Another remarkable development yesterday in the sad case of Dr Mohamed Haneef, when his legal advisers opted not to post bail, and he was therefore transferred to Wolston Correctional Centre in Brisbane instead of being sent to immigration detention.
The obvious conclusion is that immigration detention — which is, remember, primarily for people who not only haven’t been convicted but have not even been accused of any crime — is regarded as worse than prison, even though in the latter he will be in solitary confinement for 23 hours a day.
The usual rationale for immigration detention is that it’s a regrettable necessity for the protection of the community. People arrive on small boats from who knows where, often with no identification, so they need to be interned while their claims are assessed and proper checks are undertaken on their health, criminal record and so on.
But if this were really the basis for the system, there would be no reason why detention should be like prison, except for the maintenance of security.
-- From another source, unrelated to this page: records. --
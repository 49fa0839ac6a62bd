//! Task state machine.
//!
//! `apply` is the only place a task's status and steps change. It is pure:
//! the input task is left untouched and the updated copy is returned, so the
//! store can swap it in under its lock and readers never see half an update.

use chrono::{DateTime, Utc};
use serde_json::{Map, Value};

use crate::domain::{Action, StepId, StepStatus, Task, TaskStatus, ValidationCheck};
use crate::error::PipelineError;

/// Apply one action to a task.
///
/// # Errors
/// - `BadRequest`: the action is not valid for the task's current status.
/// - `Internal`: the task's step list is malformed.
pub fn apply(task: &Task, action: &Action, now: DateTime<Utc>) -> Result<Task, PipelineError> {
    task.check_steps()?;

    let mut next = task.clone();
    match action {
        Action::Start => start(&mut next, now),
        Action::CompleteStep { checks, data } => {
            require(task, action, &[TaskStatus::Processing])?;
            complete_step(&mut next, checks, data, now)?;
        }
        Action::Fail {
            step,
            reasons,
            checks,
        } => {
            require(task, action, &[TaskStatus::Processing, TaskStatus::Retrying])?;
            fail(&mut next, *step, reasons, checks, now);
        }
        Action::Complete { certificate } => complete(&mut next, certificate, now),
        Action::NotReady { step, checks } => {
            require(task, action, &[TaskStatus::Processing])?;
            not_ready(&mut next, *step, checks, now);
        }
        Action::RequireReview { review_url, checks } => {
            require(task, action, &[TaskStatus::Processing])?;
            require_review(&mut next, review_url, checks, now);
        }
        Action::Approve => {
            require(task, action, &[TaskStatus::ReviewRequired])?;
            approve(&mut next, now);
        }
        Action::Reject { reason } => {
            require(task, action, &[TaskStatus::ReviewRequired])?;
            reject(&mut next, reason, now);
        }
        Action::Retry => {
            require(
                task,
                action,
                &[
                    TaskStatus::Failed,
                    TaskStatus::Rejected,
                    TaskStatus::NotReady,
                    TaskStatus::Retrying,
                ],
            )?;
            next.status = TaskStatus::Retrying;
            next.description = Some("Queued for retry".to_string());
        }
    }
    next.updated_at = now;
    Ok(next)
}

fn require(task: &Task, action: &Action, allowed: &[TaskStatus]) -> Result<(), PipelineError> {
    if allowed.contains(&task.status) {
        Ok(())
    } else {
        Err(PipelineError::bad_request(format!(
            "cannot apply {} to task {} in status {}",
            action.kind(),
            task.id,
            task.status
        )))
    }
}

fn start(task: &mut Task, now: DateTime<Utc>) {
    for step in &mut task.steps {
        step.reset();
    }
    task.steps[0].begin(now);
    task.status = TaskStatus::Processing;
    task.submitted = false;
    task.certificate = None;
    task.description = Some(StepId::PayrollDownload.progress_label().to_string());
}

fn complete_step(
    task: &mut Task,
    checks: &[ValidationCheck],
    data: &Map<String, Value>,
    now: DateTime<Utc>,
) -> Result<(), PipelineError> {
    let current = task
        .current_step()
        .ok_or_else(|| PipelineError::bad_request(format!("task {} has no step left", task.id)))?;

    let step = task.step_mut(current);
    step.finish(StepStatus::Completed, now);
    step.validation_checks = checks.to_vec();
    step.data = data.clone();

    if let Some(next) = StepId::from_index(current.index() + 1) {
        task.step_mut(next).begin(now);
        task.description = Some(next.progress_label().to_string());
    }
    Ok(())
}

/// Marks every step before `until` as completed.
fn complete_steps_before(task: &mut Task, until: StepId, now: DateTime<Utc>) {
    for step in task.steps.iter_mut().take(until.index()) {
        if !step.is_completed() {
            step.finish(StepStatus::Completed, now);
        }
    }
}

fn fail(
    task: &mut Task,
    failed: StepId,
    reasons: &[String],
    checks: &[ValidationCheck],
    now: DateTime<Utc>,
) {
    complete_steps_before(task, failed, now);
    let step = task.step_mut(failed);
    step.finish(StepStatus::Failed, now);
    step.error_reasons = reasons.to_vec();
    step.validation_checks = checks.to_vec();
    step.status_description = reasons.first().cloned();

    task.status = TaskStatus::Failed;
    task.description = Some(format!("Failed at {}", failed.title()));
}

fn complete(task: &mut Task, certificate: &str, now: DateTime<Utc>) {
    for step in &mut task.steps {
        if !step.is_completed() {
            step.finish(StepStatus::Completed, now);
        }
    }
    task.status = TaskStatus::Completed;
    task.submitted = true;
    task.description = None;
    task.certificate = Some(certificate.to_string());
}

fn not_ready(task: &mut Task, waiting: StepId, checks: &[ValidationCheck], now: DateTime<Utc>) {
    complete_steps_before(task, waiting, now);
    let step = task.step_mut(waiting);
    step.finish(StepStatus::NotReady, now);
    step.validation_checks = checks.to_vec();
    step.data = Map::new();
    step.status_description = Some(format!("Waiting for {}", waiting.title().to_lowercase()));

    task.status = TaskStatus::NotReady;
    task.description = Some("Waiting for input data".to_string());
}

fn require_review(
    task: &mut Task,
    review_url: &str,
    checks: &[ValidationCheck],
    now: DateTime<Utc>,
) {
    complete_steps_before(task, StepId::TaxSubmission, now);
    let step = task.step_mut(StepId::TaxSubmission);
    step.finish(StepStatus::ReviewRequired, now);
    step.validation_checks = checks.to_vec();
    step.status_description = Some("Waiting for manual review".to_string());
    step.data = Map::from_iter([("reviewUrl".to_string(), Value::String(review_url.to_string()))]);

    task.status = TaskStatus::ReviewRequired;
    task.description = Some("Review required before submission".to_string());
}

fn approve(task: &mut Task, now: DateTime<Utc>) {
    for id in [StepId::TaxSubmission, StepId::DocumentUpload] {
        task.step_mut(id).finish(StepStatus::Completed, now);
    }
    task.status = TaskStatus::Completed;
    task.submitted = true;
    task.description = None;
}

fn reject(task: &mut Task, reason: &str, now: DateTime<Utc>) {
    let step = task.step_mut(StepId::TaxSubmission);
    step.finish(StepStatus::Failed, now);
    step.error_reasons = vec![reason.to_string()];
    step.status_description = Some(reason.to_string());

    task.status = TaskStatus::Rejected;
    task.description = Some("Rejected during review".to_string());
}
Inmates would be guarded, but otherwise treated like guests, not prisoners, with all their usual rights of personal movement and social interaction preserved.
In fact, immigration detention is nothing like that. Detention centres are like maximum security prisons, run by the same sort of personnel with the same sort of rules.
This makes plain what the government sometimes admits in its more honest moments: that the purpose of immigration detention is deterrence. The experience is supposed to be unpleasant, to deter other refugees from exercising their legal right to come here to apply for asylum.
The same goes for other sorts of preventative detention, such as the measures now available in most states to keep certain offenders in jail after the expiration of their sentences if they are found to be still “dangerous”. If this was really about the protection of the community, there would be no reason to treat them like prisoners.
But it’s not about protection, and at some level it’s probably not really about deterrence either. It’s about punishment. Governments don’t like asylum seekers, or s-x offenders, or people awaiting trial, and they think they deserve whatever happens to them, regardless of what the law says.
It’s just possible that Dr Haneef’s case will open a few people’s eyes on the subject.